Screen shot 2010-04-11 at 10.35.31 PM

I’m aware 3 seconds is too long. Other Drupal folks have reported ~600ms averages. My current site does under 1s second on average based on my measurements. This is probably because I occasionally have some funky experiments going on in some parts of the site that run expensive queries. Still, some other results were surprising:

Investigating further, it looks like there are 3 problems:

Screen shot 2010-04-11 at 10.49.44 PM

DNS issues & Multiple CSS: Since Google Analytics is on a large number of websites, so I’m expecting their DNS to be prefetched. CSS is not an issue since the 2 files are client media specific(print / screen).

GZip Compression: Now this is very odd. I’m pretty sure I have gzip compression enabled in Drupal (Admin > Performance > Compression). Why is Google reporting lack of compression? To check, I ran some tests, and discovered that since Google usually sees the page before it’s cached, it’s getting a non-gzipped version. This happens due to the way Drupal’s cache behaves, and is fixable. Ordinarily, this is a small problem, since uncached pages are rendered for only the first visitor. But since Google is the first visitor to a majority of the pages in a less popular site, it thinks the entire site is uncompressed. I’ve started a bug report for the uncached page gzip problem.

A flawed metric: The other problem is that Drupal (and Wordpress etc) use a fry model ; pages are generated on the fly per request. On the other hand, Movable Type, etc., bake their pages beforehand, so anything served up doesn’t go through the CMS. Caching in fry-based systems is typically done on the first-render, i.e. the first visit to a page is generated from scratch and written to the database/filesystem, any successive visitor to that page will see a render from the cache.

Since the Googlebot is usually the first (and only) visitor to many pages in a small site, the average crawl would hit a large number of pages where Drupal is writing things to cache for the next visitor. This means every page Googlebot visits costs a write to the database. While afaik Drupal runs page_set_cache after rendering the entire page and hence the user experience is snappy, I’m assuming Google counts time to connection close and not the closing </html> tag, resulting in a bad rendering time evaluation.

This means that Google’s Site Speed is not representative of the average user(i.e. second, third, fourth etc visitors that read from the cache), it only represents the absolute worst case situation for the website, which is hardly a fair metric. (Note that this is based on my speculation of what Site Speed means, based on the existing documentation.)

What other people have to say:

On the plus side, maybe this means that TechCrunch will disappear from the Google SERPs altogether!

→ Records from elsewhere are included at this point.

use std::path::PathBuf;

use anyhow::{Context, Result, bail};
use cfgsync_core::{Config, ShutdownRegistry, SyncManager};

use super::GlobalArgs;
use crate::{credentials, output};

/// Settings directory: `--dir`, else the current directory.
pub fn settings_dir(global: &GlobalArgs) -> Result<PathBuf> {
    match &global.dir {
        Some(dir) => Ok(dir.clone()),
        None => std::env::current_dir().context("Cannot determine current directory"),
    }
}

/// Build a manager for the settings directory, without requiring a repository.
pub fn manager(global: &GlobalArgs) -> Result<SyncManager> {
    let dir = settings_dir(global)?;
    let config = Config::load(Config::path_for(&dir))
        .with_context(|| format!("Failed to load configuration in {}", dir.display()))?;
    let store = credentials::store(global.username.as_deref());
    Ok(SyncManager::new(
        dir,
        store,
        config,
        Some(ShutdownRegistry::global()),
    ))
}

/// Build a manager and make sure the repository exists.
pub fn open_manager(global: &GlobalArgs) -> Result<SyncManager> {
    let manager = manager(global)?;
    if !manager.is_repository_exists() {
        bail!(
            "No settings repository in {} - run `cfgsync init` first",
            manager.dir().display()
        );
    }
    Ok(manager)
}

/// Make sure an upstream is configured.
pub fn require_upstream(manager: &SyncManager) -> Result<String> {
    manager
        .upstream()?
        .context("No upstream configured - run `cfgsync upstream <url>` first")
}

/// Turn a merge conflict into guidance; other errors pass through.
pub fn explain_conflict(err: cfgsync_core::Error) -> anyhow::Error {
    if let cfgsync_core::Error::MergeConflict(paths) = &err {
        output::error("Merge stopped with conflicts in:");
        for path in paths {
            output::detail(&format!("  {path}"));
        }
        output::detail("Resolve with `cfgsync reset --theirs` or `cfgsync reset --mine`.");
    }
    err.into()
}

I use this cron script to pre-load the cache to solve this problem.
#!/bin/bash
cd /home/guts/bin/no-delete-this-crawling-tmp/

delay=1
tmp=“downloads”
sites=“example.com test.example.com”
log=“log.txt”

for site in $sites
do

#run cron
/usr/bin/wget \
—output-document=- \
—quiet \
—tries=1 \
http://$site/cron.php
sleep $delay

#crawl the site to juice cache, but do it slowly to not overload the server
/usr/bin/wget \
—recursive \
—wait=$delay \
—domains=$site \
—level=inf \
—directory-prefix=$tmp \
—force-directories \
—delete-after \
—output-file=$log \
—no-verbose \
http://$site/

  1. When the crawl is done, the download files are removed.
    rm -rf $tmp

done

exit

Interesting stuff. One question. Why do you assume that Googlebot is always the first user to a page? Don’t they constantly re-crawl all the pages, and may be they average or some other weighting to determine the page’s true access speed?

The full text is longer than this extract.